Élie Desva est un patriarche, patron de la Desva S.A. Il s’agit d’un homme élégant, un gentleman, mais également très autoritaire, et qui peut devenir assez cynique dès lors qu’il s’agit de la conservation de son pouvoir.

Serge Abessolo, alias Elie Desva. © D.R.

Comment avez-vous obtenu ce rôle, et selon vous, pourquoi avez-vous été choisi pour l’incarner ?

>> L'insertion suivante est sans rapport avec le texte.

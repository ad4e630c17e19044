//! Line insertions.

use tracing::info_span;

use super::{ENGINE_TARGET, EditEngine, EditState, finish, transition};
use crate::error::EditError;
use crate::operation::InsertTextRequest;
use crate::schedule::{apply_insertions, apply_insertions_in_sequence};
use crate::validate::validate_insertions;

impl EditEngine<'_> {
    /// Inserts text before or after existing lines.
    ///
    /// With `adjust_line_numbers` every anchor refers to the file as read;
    /// without it, each anchor refers to the file as left by the insertions
    /// before it. All anchors are checked before the backup and the write.
    ///
    /// # Errors
    ///
    /// Returns [`crate::ValidationError::InvalidInsertion`] (wrapped in
    /// [`EditError::Validation`]) for an anchor outside the file, and the usual
    /// policy and I/O errors.
    pub fn insert_text(&self, request: &InsertTextRequest) -> Result<String, EditError> {
        let span = info_span!(
            target: ENGINE_TARGET,
            "insert_text",
            file = %request.path.display(),
            insertions = request.insertions.len(),
            adjust_line_numbers = request.adjust_line_numbers,
        );
        let _entered = span.enter();
        finish(self.run_insert_text(request))
    }

    fn run_insert_text(&self, request: &InsertTextRequest) -> Result<String, EditError> {
        let document = self.open(&request.path)?;

        transition(EditState::Validating);
        let edited = if request.adjust_line_numbers {
            validate_insertions(&document.buffer, &request.insertions)
                .and_then(|()| apply_insertions(&document.buffer, &request.insertions))
        } else {
            apply_insertions_in_sequence(&document.buffer, &request.insertions)
        }
        .map_err(|source| document.validation(source))?;

        if request.insertions.is_empty() {
            return Ok(inserted_message(0, request));
        }
        if request.create_backup {
            self.backup(&document)?;
        }
        self.write(&document, &edited)?;
        Ok(inserted_message(request.insertions.len(), request))
    }
}

fn inserted_message(count: usize, request: &InsertTextRequest) -> String {
    format!("Applied {count} insertions to {}", request.path.display())
}
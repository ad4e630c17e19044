//! Application of operations and insertions to a buffer.
//!
//! Operations are addressed against the buffer as read, so they are applied
//! from the bottom of the file upwards: a splice never shifts the lines an
//! unapplied operation refers to. Ties on the same position are applied in
//! reverse request order, which leaves their output in request order.

use crate::buffer::LineBuffer;
use crate::error::ValidationError;
use crate::operation::{EditOperation, TextInsertion};
use crate::validate::{check_anchor, check_range};

/// Request indices of `operations` in application order.
#[must_use]
pub fn application_order(operations: &[EditOperation]) -> Vec<usize> {
    descending_by(operations.len(), |index| operations[index].start_line)
}

/// Applies every operation, returning the edited buffer.
///
/// # Errors
///
/// Fails if an operation's range does not fit the buffer. Ranges are always
/// checked here, even when the caller skipped validation.
pub fn apply_operations(
    buffer: &LineBuffer,
    operations: &[EditOperation],
) -> Result<LineBuffer, ValidationError> {
    application_order(operations)
        .into_iter()
        .try_fold(buffer.clone(), |current, index| {
            apply_operation(&current, index + 1, &operations[index])
        })
}

/// Applies a single operation; `number` is its one-based request position.
///
/// # Errors
///
/// Fails if the operation's range does not fit `buffer`.
pub fn apply_operation(
    buffer: &LineBuffer,
    number: usize,
    operation: &EditOperation,
) -> Result<LineBuffer, ValidationError> {
    check_range(
        number,
        operation.start_line,
        operation.end_line,
        buffer.line_count(),
    )?;
    buffer
        .splice(
            operation.start_line,
            operation.end_line,
            operation.replacement_lines(),
        )
        .map_err(|error| ValidationError::from_range(number, error))
}

/// Applies insertions addressed against the original line numbers.
///
/// # Errors
///
/// Fails if any anchor is not a line of `buffer`.
pub fn apply_insertions(
    buffer: &LineBuffer,
    insertions: &[TextInsertion],
) -> Result<LineBuffer, ValidationError> {
    descending_by(insertions.len(), |index| insertions[index].insertion_point())
        .into_iter()
        .try_fold(buffer.clone(), |current, index| {
            check_anchor(index + 1, &insertions[index], buffer)?;
            insert(&current, index + 1, &insertions[index])
        })
}

/// Applies insertions in request order, each seeing the lines added before it.
///
/// # Errors
///
/// Fails if an anchor is not a line of the buffer as it stands when that
/// insertion is reached.
pub fn apply_insertions_in_sequence(
    buffer: &LineBuffer,
    insertions: &[TextInsertion],
) -> Result<LineBuffer, ValidationError> {
    insertions
        .iter()
        .enumerate()
        .try_fold(buffer.clone(), |current, (index, insertion)| {
            check_anchor(index + 1, insertion, &current)?;
            insert(&current, index + 1, insertion)
        })
}

fn insert(
    buffer: &LineBuffer,
    number: usize,
    insertion: &TextInsertion,
) -> Result<LineBuffer, ValidationError> {
    let point = insertion.insertion_point();
    buffer
        .splice(point + 1, point, insertion.content_lines())
        .map_err(|error| ValidationError::InvalidInsertion {
            insertion: number,
            line: insertion.line,
            line_count: error.line_count,
        })
}

/// Sorts `0..len` by descending key, breaking ties by descending index.
fn descending_by(len: usize, key: impl Fn(usize) -> usize) -> Vec<usize> {
    let mut order: Vec<usize> = (0..len).collect();
    order.sort_by(|&a, &b| key(b).cmp(&key(a)).then_with(|| b.cmp(&a)));
    order
}

#[cfg(test)]
mod tests {
    use rstest::rstest;

    use super::*;

    fn buffer(lines: &[&str]) -> LineBuffer {
        LineBuffer::from_lines(lines.iter().map(|line| (*line).to_owned()).collect())
    }

    #[test]
    fn operations_apply_against_original_numbering() {
        let original = buffer(&["a", "b", "c", "d", "e"]);
        let operations = [
            EditOperation::new(1, 1, "A1\nA2"),
            EditOperation::new(4, 5, "DE"),
        ];
        let edited = apply_operations(&original, &operations).expect("operations fit");
        assert_eq!(edited.lines(), ["A1", "A2", "b", "c", "DE"]);
    }

    #[rstest]
    #[case::ascending(&[(1, 1), (3, 3), (5, 5)])]
    #[case::descending(&[(5, 5), (3, 3), (1, 1)])]
    #[case::shuffled(&[(3, 3), (5, 5), (1, 1)])]
    fn request_order_does_not_change_the_result(#[case] ranges: &[(usize, usize)]) {
        let original = buffer(&["a", "b", "c", "d", "e"]);
        let operations: Vec<_> = ranges
            .iter()
            .map(|&(start, end)| EditOperation::new(start, end, format!("{start}\n{start}")))
            .collect();
        let edited = apply_operations(&original, &operations).expect("operations fit");
        assert_eq!(edited.lines(), ["1", "1", "b", "3", "3", "d", "5", "5"]);
    }

    #[test]
    fn application_order_is_bottom_up() {
        let operations = [
            EditOperation::new(2, 2, ""),
            EditOperation::new(9, 9, ""),
            EditOperation::new(4, 6, ""),
        ];
        assert_eq!(application_order(&operations), [1, 2, 0]);
    }

    #[test]
    fn out_of_range_operation_fails_without_validation() {
        let error = apply_operations(&buffer(&["a"]), &[EditOperation::new(2, 3, "x")])
            .expect_err("range should not fit");
        assert!(matches!(error, ValidationError::OutOfBounds { operation: 1, .. }));
    }

    #[test]
    fn insertions_before_and_after_the_same_line() {
        let original = buffer(&["one", "two", "three"]);
        let insertions = [
            TextInsertion::before(2, "before two"),
            TextInsertion::after(2, "after two"),
        ];
        let edited = apply_insertions(&original, &insertions).expect("anchors exist");
        assert_eq!(
            edited.lines(),
            ["one", "before two", "two", "after two", "three"]
        );
    }

    #[test]
    fn insertions_sharing_a_gap_keep_request_order() {
        let original = buffer(&["one", "two"]);
        let insertions = [
            TextInsertion::after(1, "first"),
            TextInsertion::before(2, "second"),
            TextInsertion::after(1, "third"),
        ];
        let edited = apply_insertions(&original, &insertions).expect("anchors exist");
        assert_eq!(edited.lines(), ["one", "first", "second", "third", "two"]);
    }

    #[test]
    fn sequential_insertions_see_earlier_lines() {
        let original = buffer(&["one", "two"]);
        let insertions = [
            TextInsertion::after(1, "inserted"),
            TextInsertion::after(2, "after inserted"),
        ];
        let edited = apply_insertions_in_sequence(&original, &insertions).expect("anchors exist");
        assert_eq!(
            edited.lines(),
            ["one", "inserted", "after inserted", "two"]
        );
    }

    #[test]
    fn sequential_insertions_may_anchor_on_added_lines() {
        let original = buffer(&["one"]);
        let insertions = [
            TextInsertion::after(1, "two"),
            TextInsertion::after(2, "three"),
        ];
        assert!(apply_insertions(&original, &insertions).is_err());
        let edited = apply_insertions_in_sequence(&original, &insertions).expect("anchors exist");
        assert_eq!(edited.lines(), ["one", "two", "three"]);
    }
}
//! Configuration loading for the CLI.
//!
//! Configuration flags lead the argument list and are handed to
//! `ortho_config`; everything from the first other token onwards belongs to
//! the command parser.

use std::ffi::{OsStr, OsString};

use ortho_config::OrthoConfig;
use scrivener_config::Config;

use crate::errors::AppError;

/// Flags understood by the configuration loader.
///
/// Keep in step with the fields of [`Config`].
pub(crate) const CONFIG_CLI_FLAGS: &[&str] = &[
    "--config-path",
    "--allowed-directories",
    "--log-filter",
    "--log-format",
    "--file-read-line-limit",
];

pub(crate) trait ConfigLoader {
    /// Loads configuration from the leading configuration arguments.
    ///
    /// `args` starts with the program name, as `ortho_config` expects.
    fn load(&self, args: &[OsString]) -> Result<Config, AppError>;
}

/// Loads every configuration layer through `ortho_config`.
pub(crate) struct OrthoConfigLoader;

impl ConfigLoader for OrthoConfigLoader {
    fn load(&self, args: &[OsString]) -> Result<Config, AppError> {
        Config::load_from_iter(args.iter().cloned()).map_err(AppError::LoadConfiguration)
    }
}

#[derive(Debug, Clone, Copy, PartialEq, Eq)]
enum FlagAction {
    Include { needs_value: bool },
    Stop,
}

fn classify(argument: &OsStr) -> FlagAction {
    let text = argument.to_string_lossy();
    let (flag, has_inline_value) = match text.split_once('=') {
        Some((flag, _)) => (flag, true),
        None => (&*text, false),
    };
    if CONFIG_CLI_FLAGS.contains(&flag) {
        FlagAction::Include {
            needs_value: !has_inline_value,
        }
    } else {
        FlagAction::Stop
    }
}

/// Arguments divided between the loader and the command parser.
#[derive(Debug, PartialEq, Eq)]
pub(crate) struct ConfigArgumentSplit {
    /// Program name followed by the configuration flags and their values.
    pub(crate) config_arguments: Vec<OsString>,
    /// Program name followed by the command and its arguments.
    pub(crate) command_arguments: Vec<OsString>,
}

pub(crate) fn split_config_arguments(args: &[OsString]) -> ConfigArgumentSplit {
    let Some((program, rest)) = args.split_first() else {
        return ConfigArgumentSplit {
            config_arguments: Vec::new(),
            command_arguments: Vec::new(),
        };
    };

    let mut config_arguments = vec![program.clone()];
    let mut remaining = rest.iter().peekable();
    while let Some(argument) = remaining.next_if(|argument| classify(argument) != FlagAction::Stop)
    {
        config_arguments.push(argument.clone());
        if classify(argument) == (FlagAction::Include { needs_value: true }) {
            if let Some(value) = remaining.next() {
                config_arguments.push(value.clone());
            }
        }
    }

    let mut command_arguments = vec![program.clone()];
    command_arguments.extend(remaining.cloned());
    ConfigArgumentSplit {
        config_arguments,
        command_arguments,
    }
}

J’ai obtenu ce rôle en participant à un casting. Il faut rappeler que plusieurs structures de production confient le casting à des boîtes spécialisées. Pour ma part, j’ai reçu un mail d’une dame, Mme Ouatara, qui m’avait vu dans le film « Le mec idéal » et avait trouvé que j’avais la tête du personnage d’Élie Desva. Elle m’a donc envoyé le scénario en me demandant de faire une courte vidéo dans laquelle je jouerais des textes qui m’avaient été envoyés. C’est vrai que quand je me suis regardé, je me suis dit que je ressemblais quand même à Élie Desva. C’est un peu moi, ce type (rires).

Dans quelles conditions a été tournée cette série ?

La série a été tournée dans de parfaites conditions, dès lors que c’était une création originale. Donc toutes les conditions avaient vraiment été mises en place pour que le travail des acteurs et des techniciens se fasse le mieux possible.

J’aimerais d’ailleurs profiter de l’occasion que vous m’offrez pour rendre hommage à deux techniciens qui nous ont quittés pendant le tournage, notamment le Chef machiniste, Yamboulian Thierry Kafando, qui était de nationalité burkinabé et l’Ivoirien Vincent de Paul Ndri. Ces deux hommes étaient très réputés dans leur secteur d’activité. Nos rencontres ont été courtes, mais très enrichissantes.

Quelle est la vie de Serge Abessolo depuis le début de la pandémie du Covid-19 ?

Depuis le début de la pandémie, comme la plupart des gens, je suis à la maison quand je n’ai vraiment rien à faire hors de chez moi. Je me suis remis à la lecture. Et actuellement je lis un livre dont le titre est « Condamnés à Réussir« , écrite par la Gabonaise Iselle Akwoue. Mais je participe aussi à quelques tâches de ménage à la maison, je danse avec ma fille… Vivement la fin de tout ça pour qu’on reprenne une vie normale.

Des projets dans le domaine du cinéma ?

Oui, j’ai des quelques projets qui sont assez intéressants d’ailleurs. Et pour la plupart, les diffuseurs sont déjà connus. Il y en a un ici au Gabon et un autre à Dakar, au Sénégal. Si tout se passe bien, normalement je devrais reprendre le tournage en août prochain. Mais en attendant, je fais la lecture des scénarios qui sont au frigo comme on dit.